Combined Gas Law Homework: Find Final Temp (K)

[Gyro]

Homework Statement

250L of air initially at a pressure of 250Pa and a temperature of 50 degrees F is heated until the gas is at a pressure of 500 Pa and occupies 500L What is the final temperature of the air* in Kelvin. *Assume air behaves like an ideal gas.

Homework Equations

$$\frac {P_{1}V_{1}}{T_{1}}=\frac {P_{2}V_{2}}{T_{2}}$$

The Attempt at a Solution

First I converted to Kelvin.
$$T_{1} = \frac {50 - 32}{1.8} + 273 = 283 K$$
Then I used:
$$T_{2} = \frac {T_{1}P_{2}V_{2}}{P_{1}V_{1}}$$
$$T_{2} = \frac {(283K)(500Pa)(500L)}{(250Pa)(250L)}=1132K$$
But a temperature of 1132K seems high to me, is this wrong?
Thanks in advance.

 

[thepatient]

You must use atmospheres in the calculations, not Pascals. But you are dividing by pascals though... Seems right. It heats up until the volume is twice as much and you get twice the pressure as well. That is a lot of heat.

 

[Gyro]

You must use atmospheres in the calculations, not Pascals. But you are dividing by pascals though... Seems right.

huh? In your first sentence you say I did it wrong by using Pa and not atmospheres. Then in the next sentence you say it's ok though because I divided by Pa and that it seems right.
I'm confused. Is the final temp correct?
Thanks for your reply.

 

[thepatient]

Lol yes. It seems fine. Normally when calculating using the ideal gas laws you would use atm only, but since in this case you are multiplying by units in pascal and dividing by pascals, you get the same answer. I suggest always using the standard units for the gas laws though. Not everything would work out the same way. If you use temperature to stay at celsius or Fahrenheit for example, you won't get the same value.

1 atm = 101325 Pa

So if you have like 1 atm as an initial pressure and 2 atm as a final pressure, the ratio will be 2atm/1atm, which will be the same ratio as 202650Pa/101325Pa.

1 degree celsius = (1 + 273.15) kelvin.

If you have as initial temperature to be 1 degree celsius and final to be 2 degrees celsius, the ratio of 2*C/1*c isn't the same as 275.15*K/274.15*k

 

[Gyro]

... I suggest always using the standard units for the gas laws though. Not everything would work out the same way. If you use temperature to stay at celsius or Fahrenheit for example, you won't get the same value.

I see. So using Kelvin is necessary then, because if I use Celsius or Fahrenheit, I would get an incorrect answer. I think that's what you mean by using standard units. Celsius and Fahrenheit are not for Gas Law questions. Is that what you mean?
I'm not that good at chemistry and thermo. Thanks for your help.

 

[Borek]

Normally when calculating using the ideal gas laws you would use atm only, but since in this case you are multiplying by units in pascal and dividing by pascals, you get the same answer.
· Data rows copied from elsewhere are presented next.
//! Geocell and time-bucket keys.
//!
//! Two lookups that round to the same geocell and the same time bucket share a
//! cache entry and an in-flight fetch. This is the deduplication boundary, not
//! an accuracy boundary.

use crate::config::{EngineConfig, MAX_GEOCELL_PRECISION};
use crate::types::coordinate::Coordinate;
use chrono::{DateTime, Utc};
use std::fmt;
use std::time::Duration;

const KEY_PREFIX: &str = "forecast";

/// Cache key for a forecast document.
#[derive(Debug, Clone, PartialEq, Eq, Hash)]
pub struct CacheKey {
    precision: u8,
    lat_cell: i64,
    lon_cell: i64,
    bucket_start: i64,
}

impl CacheKey {
    /// Unix timestamp (seconds) at which this key's time bucket starts.
    pub fn bucket_start(&self) -> i64 {
        self.bucket_start
    }

    /// Store key string, e.g. `forecast:p2:4000:-10500:1717243200`.
    pub fn as_store_key(&self) -> String {
        self.to_string()
    }
}

impl fmt::Display for CacheKey {
    fn fmt(&self, f: &mut fmt::Formatter<'_>) -> fmt::Result {
        write!(
            f,
            "{}:p{}:{}:{}:{}",
            KEY_PREFIX, self.precision, self.lat_cell, self.lon_cell, self.bucket_start
        )
    }
}

/// Turns coordinates and times into [`CacheKey`]s.
#[derive(Debug, Clone, Copy, PartialEq, Eq)]
pub struct GeocellIndexer {
    precision: u8,
    bucket_width_secs: i64,
}

impl GeocellIndexer {
    /// `precision` is clamped to six digits and `bucket_width` to at least one
    /// second.
    pub fn new(precision: u8, bucket_width: Duration) -> Self {
        Self {
            precision: precision.min(MAX_GEOCELL_PRECISION),
            bucket_width_secs: bucket_width.as_secs().max(1) as i64,
        }
    }

    pub fn from_config(config: &EngineConfig) -> Self {
        Self::new(config.geocell_precision, config.time_bucket_width)
    }

    pub fn key(&self, coordinate: &Coordinate, time: DateTime<Utc>) -> CacheKey {
        CacheKey {
            precision: self.precision,
            lat_cell: self.cell(coordinate.latitude_e6()),
            lon_cell: self.cell(coordinate.longitude_e6()),
            bucket_start: self.bucket(time),
        }
    }

    /// Rounds half away from zero on the microdegree value.
    fn cell(&self, microdegrees: i32) -> i64 {
        let divisor = 10_i64.pow(u32::from(MAX_GEOCELL_PRECISION - self.precision));
        let value = i64::from(microdegrees);
        let half = divisor / 2;
        if divisor == 1 {
            value
        } else if value >= 0 {
            (value + half) / divisor
        } else {
            (value - half) / divisor
        }
    }

    fn bucket(&self, time: DateTime<Utc>) -> i64 {
        time.timestamp().div_euclid(self.bucket_width_secs) * self.bucket_width_secs
    }
}

#[cfg(test)]
mod tests {
    use super::*;
    use chrono::TimeZone;

    fn c(lat: f64, lon: f64) -> Coordinate {
        Coordinate::new(lat, lon).unwrap()
    }

    #[test]
    fn test_same_cell_and_bucket_share_key() {
        let indexer = GeocellIndexer::new(2, Duration::from_secs(3600));
        let t = Utc.with_ymd_and_hms(2025, 6, 1, 12, 5, 0).unwrap();
        let t_later = Utc.with_ymd_and_hms(2025, 6, 1, 12, 55, 0).unwrap();

        let a = indexer.key(&c(40.001, -105.004), t);
        let b = indexer.key(&c(39.996, -104.995), t_later);
        assert_eq!(a, b);
        assert_eq!(a.to_string(), "forecast:p2:4000:-10500:1748779200");
    }

    #[test]
    fn test_neighbouring_cell_or_bucket_differs() {
        let indexer = GeocellIndexer::new(2, Duration::from_secs(3600));
        let t = Utc.with_ymd_and_hms(2025, 6, 1, 12, 59, 59).unwrap();
        let next_hour = Utc.with_ymd_and_hms(2025, 6, 1, 13, 0, 0).unwrap();

        let base = indexer.key(&c(40.0, -105.0), t);
        assert_ne!(base, indexer.key(&c(40.006, -105.0), t));
        assert_ne!(base, indexer.key(&c(40.0, -105.0), next_hour));
    }

    #[test]
    fn test_rounding_is_symmetric_around_zero() {
        let indexer = GeocellIndexer::new(1, Duration::from_secs(60));
        assert_eq!(indexer.cell(150_000), 2);
        assert_eq!(indexer.cell(-150_000), -2);
        assert_eq!(indexer.cell(-140_000), -1);

        let fine = GeocellIndexer::new(6, Duration::from_secs(60));
        assert_eq!(fine.cell(-1), -1);
    }

    #[test]
    fn test_buckets_before_epoch_floor() {
        let indexer = GeocellIndexer::new(2, Duration::from_secs(3600));
        let t = Utc.timestamp_opt(-1, 0).unwrap();
        assert_eq!(indexer.bucket(t), -3600);
    }
}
You are wrong about using atm only, then you are right saying that in the end one gets the same answer no matter what pressure units are used, as long as they are used consistently.

In fact you can use any volume and pressure units you like (including Torr and PSI), just select appropriate ideal gas constant value (in appropriate units). See table in wikipedia (http://en.wikipedia.org/wiki/Ideal_gas_constant).

If anything, the most hardcore correct pressure units is Pa, as it is an SI unit.

As for the temperature - any absolute scale will work OK (absolute meaning it has zero at absolute zero). We usually use Kelvin, but Rankine would work OK as well (after modifying R value).

It doesn't mean you have to use these fancy approaches, just be aware when and why they are correct.

 

[Gyro]

... If anything, the most hardcore correct pressure units is Pa, as it is an SI unit.

As for the temperature - any absolute scale will work OK (absolute meaning it has zero at absolute zero). We usually use Kelvin, but Rankine would work OK as well (after modifying R value)...

Thank you for clearing that up, Borek.

 

[donutz610]

Convert Pascals to Atmospheres using 1atm equals 101325pa and that should decrease your answer by quite a bit

 

[Borek]

Convert Pascals to Atmospheres using 1atm equals 101325pa and that should decrease your answer by quite a bit

No, as already explained it won't change the answer.